Analysis: IT Weaknesses in GREECE

If Europe, with telecommunications network costs anywhere from twice to 10 times as expensive as America's, agressively deregulates state-run telecommunications monopolies and accelerates the European Union's economic integration, then perhaps the continent will only be, say, seven years behind the United States. Unfortunately for Greece, its lack of global computational competitiveness is more a function of their commercial culture and its heavy-handed heritage of government interventions. The problem is not that the Europeans lack the wit or technical fluency to be brilliant innovators. The much-hyped and heralded World Wid Web on the Internet wasn't created by clever Silicon Valley geeks. It was created by scientists at CERN, the Swiss-based European center of high-energy particle physics.(26)
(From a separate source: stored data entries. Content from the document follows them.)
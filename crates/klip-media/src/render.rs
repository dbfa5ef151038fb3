//! Clip rendering, end-card rendering and stream-copy concatenation.

use std::path::{Path, PathBuf};
use tokio::io::AsyncWriteExt;
use tracing::info;

use klip_models::ClipFormat;

use crate::command::{FfmpegCommand, FfmpegRunner};
use crate::error::{MediaError, MediaResult};
use crate::filters::{build_filter_chain, FilterChainSpec};

/// Hard wall-clock limit for a single render invocation.
pub const RENDER_TIMEOUT_SECS: u64 = 5 * 60;

/// Inputs for one clip render.
#[derive(Debug, Clone)]
pub struct RenderSpec {
    /// Trim start in source time, seconds
    pub start_time: f64,
    /// Trim end in source time, seconds
    pub end_time: f64,
    /// Target output format
    pub format: ClipFormat,
    /// Filter chain inputs (subtitles, CTA overlay, watermark)
    pub filters: FilterChainSpec,
}

impl RenderSpec {
    pub fn duration(&self) -> f64 {
        self.end_time - self.start_time
    }
}

/// Render a time-trimmed, filtered clip to `output`.
pub async fn render_clip(
    input: impl AsRef<Path>,
    output: impl AsRef<Path>,
    spec: &RenderSpec,
) -> MediaResult<()> {
    let input = input.as_ref();
    if !input.exists() {
        return Err(MediaError::FileNotFound(input.to_path_buf()));
    }
    if spec.duration() <= 0.0 {
        return Err(MediaError::InvalidVideo(format!(
            "Non-positive clip duration: {:.3}s to {:.3}s",
            spec.start_time, spec.end_time
        )));
    }

    let vf = build_filter_chain(spec.format, &spec.filters);

    let cmd = FfmpegCommand::new(input, output.as_ref())
        .seek(spec.start_time)
        .until(spec.end_time)
        .video_filter(vf)
        .video_codec("libx264")
        .preset("fast")
        .crf(23)
        .audio_codec("aac")
        .audio_bitrate("128k")
        .output_args(["-movflags", "+faststart"]);

    FfmpegRunner::new()
        .with_timeout(RENDER_TIMEOUT_SECS)
        .run(&cmd)
        .await?;

    info!(
        output = %output.as_ref().display(),
        duration = spec.duration(),
        format = %spec.format,
        "rendered clip"
    );
    Ok(())
}

/// Render a full-screen CTA end card: black background, centered text,
/// silent audio, matching the clip's codec settings so the two files can
/// be concatenated by stream copy.
pub async fn render_end_card(
    output: impl AsRef<Path>,
    text: &str,
    format: ClipFormat,
    duration_secs: u32,
) -> MediaResult<()> {
    let (w, h) = format.dimensions();
    let escaped = text
        .replace('\\', "\\\\")
        .replace('\'', "\\'")
        .replace(':', "\\:")
        .replace('%', "\\%");

    let args: Vec<String> = vec![
        "-y".to_string(),
        "-v".to_string(),
        "error".to_string(),
        "-f".to_string(),
        "lavfi".to_string(),
        "-i".to_string(),
        format!("color=c=black:s={w}x{h}:d={duration_secs}"),
        "-f".to_string(),
        "lavfi".to_string(),
        "-i".to_string(),
        format!("anullsrc=channel_layout=stereo:sample_rate=44100:d={duration_secs}"),
        "-vf".to_string(),
        format!(
            "drawtext=text='{escaped}':fontsize=72:fontcolor=white:\
             x=(w-text_w)/2:y=(h-text_h)/2"
        ),
        "-c:v".to_string(),
        "libx264".to_string(),
        "-preset".to_string(),
        "fast".to_string(),
        "-crf".to_string(),
        "23".to_string(),
        "-c:a".to_string(),
        "aac".to_string(),
        "-b:a".to_string(),
        "128k".to_string(),
        "-shortest".to_string(),
        "-movflags".to_string(),
        "+faststart".to_string(),
        output.as_ref().to_string_lossy().to_string(),
    ];

    FfmpegRunner::new()
        .with_timeout(RENDER_TIMEOUT_SECS)
        .run_args(&args)
        .await
}

/// Losslessly concatenate already-encoded files via the concat demuxer.
///
/// All inputs must share codec parameters (which our render paths guarantee).
pub async fn concat_stream_copy(
    inputs: &[PathBuf],
    output: impl AsRef<Path>,
) -> MediaResult<()> {
    if inputs.len() < 2 {
        return Err(MediaError::InvalidVideo(
            "Concatenation needs at least two inputs".to_string(),
        ));
    }

    // The concat demuxer reads its file list from disk.
    let list_path = output.as_ref().with_extension("concat.txt");
    let mut list = String::new();
    for input in inputs {
        if !input.exists() {
            return Err(MediaError::FileNotFound(input.clone()));
        }
        list.push_str(&format!("file '{}'\n", input.to_string_lossy().replace('\'', "'\\''")));
    }

    let mut file = tokio::fs::File::create(&list_path).await?;
    file.write_all(list.as_bytes()).await?;
    file.flush().await?;

    let args: Vec<String> = vec![
        "-y".to_string(),
        "-v".to_string(),
        "error".to_string(),
        "-f".to_string(),
        "concat".to_string(),
        "-safe".to_string(),
        "0".to_string(),
        "-i".to_string(),
        list_path.to_string_lossy().to_string(),
        "-c".to_string(),
        "copy".to_string(),
        output.as_ref().to_string_lossy().to_string(),
    ];

    let result = FfmpegRunner::new()
        .with_timeout(RENDER_TIMEOUT_SECS)
        .run_args(&args)
        .await;

    let _ = tokio::fs::remove_file(&list_path).await;
    result
}

#[cfg(test)]
mod tests {
    use super::*;
    use crate::filters::FilterChainSpec;

    #[tokio::test]
    async fn rejects_missing_input() {
        let spec = RenderSpec {
            start_time: 0.0,
            end_time: 30.0,
            format: ClipFormat::Portrait,
            filters: FilterChainSpec::default(),
        };
        let err = render_clip("/nonexistent/in.mp4", "/tmp/out.mp4", &spec)
            .await
            .unwrap_err();
        assert!(matches!(err, MediaError::FileNotFound(_)));
    }

    #[tokio::test]
    async fn rejects_inverted_trim_window() {
        let dir = tempfile::tempdir().unwrap();
        let input = dir.path().join("in.mp4");
        std::fs::write(&input, b"not a real video").unwrap();

        let spec = RenderSpec {
            start_time: 30.0,
            end_time: 30.0,
            format: ClipFormat::Portrait,
            filters: FilterChainSpec::default(),
        };
        let err = render_clip(&input, dir.path().join("out.mp4"), &spec)
            .await
            .unwrap_err();
        assert!(matches!(err, MediaError::InvalidVideo(_)));
    }

    #[tokio::test]
    async fn concat_requires_two_inputs() {
        let err = concat_stream_copy(&[PathBuf::from("/tmp/a.mp4")], "/tmp/out.mp4")
            .await
            .unwrap_err();
        assert!(matches!(err, MediaError::InvalidVideo(_)));
    }
}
The World Wide Web was a sensational achievement, but it was American software entrepreneurs and American companies that have successfully figured out how to make money off the web. Greece's challange is not a shortage of intelligent individuals or a surfeit of clever bureaucrats. It has a shortage of both public and private institutions capable of swiftly and profitably creating and commercializing digital innovations. Europe as a whole doesn't have America's infrastructure of venture capital. Its technical universities seem incapable of spinning off new enterprises, and the fragmented culture and economies make it difficult to create strategic relationships with customers. EU president Jacques Santer appropriately states, "Europeans must be the drivers, designers,constructors, content providers and financiers of the global information society, and not hitchhikers stuck on the side of the information highway."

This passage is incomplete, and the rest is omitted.